La polizia pachistana nel distretto di Jhang, nella provincia del Punjab, ha accusato di blasfemia 68 avvocati musulmani, in maggioranza sciiti, che il 7 maggio avevano inscenato una protesta contro un agente di polizia. Lo rende noto l'agenzia
Fides.Secondo la denuncia, presentata su istigazione di un leader estremista musulmano sunnita, gli avvocati avevano insultato il califfo Umar bin Khattab, compagno del Profeta Maometto. Gli avvocati chiedevano il licenziamento del capo della polizia locale, Umar Daraz, che aveva percosso e detenuto illegalmente uno dei loro colleghi. Daraz condivide lo stesso nome del califfo e dunque gli avvocati, pronunciandolo, avrebbero offeso il compagno del profeta. In risposta all’abuso, l’associazione degli avvocati ha proclamato tre giorni di sciopero, annunciando che la protesta proseguirà finchè le accuse non saranno ritirate.Padre Yousaf Emmanuel, Direttore nazionale della Commissione “Giustizia e Pace” della Conferenza Episcopale del Pakistan, commenta all’agenzia
Fides: “L’accusa agli avocati è formulata secondo l’articolo 295/a del Codice Penale, dunque è più leggera, ma è pur sempre blasfemia. E l’ennesimo caso di patente abuso. La questione è sempre molto delicata, non si sa mai cosa possa accadere. Ma, in tal caso, credo che, entro due o tre giorni, grazie all’intervento della politica, la disputa intra-musulmana sarà sanata, senza conseguenze. Diverso è quando è coinvolto un cristiano: allora vi sono omicidi o attacchi di massa, senza avere nemmeno la possibilità o il diritto di difendersi. A settembre 2013, dopo la strage di cristiani nella chiesa di Peshawr, il Capo della Corte Suprema disse che se un luogo di culto di qualsiasi religione fosse stato dissacrato, i colpevoli sarebbero stati incriminati per blasfemia, secondo l’articolo 295 del Codice penale. Ma nel caso dell’attacco alla Joseph Colony di Lahore (marzo 2013), quando alcune chiese furono rase al suolo da musulmani estremisti, non è ancora stato incriminato nessuno per blasfemia. Intanto il cristiano Sawan Masih, ingiustamente accusato proprio in quel frangente, è stato condannato a morte. C’è una discriminazione e una applicazione selettiva della blasfemia”.Il distretto di Jhang è noto per essere il luogo di nascita del gruppo radicale islamico “Sipah-e- Sahaba Pakistan”, uno dei più violenti gruppi estremisti sunniti del paese, bandito nel 2012. La blasfemia è divenuta un campo minato per giudici, giornalisti, avvocati, attivisti per i diritti umani, politici, per i quali un passo sbagliato può avere conseguenze mortali. La scorsa settimana, l’avvocato e attivista per i diritti umani Rashid Rehman è stato ucciso nel suo ufficio a Multan, in Punjab, perché difendeva un uomo accusato di blasfemia.Le accuse di blasfemia sono cresciute nell’ultimo decennio: secondo un recente rapporto del “Center for Research and Security Studies”, think-tank con sede a Islamabad, nel 2011 le denunce sono state 80, contro un solo caso nel 2001.
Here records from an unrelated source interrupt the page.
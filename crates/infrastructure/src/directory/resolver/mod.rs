pub mod builder;
pub mod client;
pub mod consul;

pub use builder::ConsulResolverBuilder;
pub use client::DirectoryClient;
pub use consul::ConsulResolver;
La cosiddetta “legge sulla blasfemia” consta di alcuni articoli del Codice penale del Pakistan: il 295, che punisce la dissacrazione dei luoghi di culto, di tutte le religioni; il 295/a che punisce l’offesa di generici “sentimenti religiosi”. A questi si aggiungono il 295/b sulla dissacrazione del Corano (punibile con l'ergastolo), il 295/c per il vilipendio al Profeta Maometto (prevista la pena di morte). Questi ultimi due commi furono promulgati dal dittatore filo-islamista Zia-ul-Haq (1978-1988) tra il 1984 e il 1986.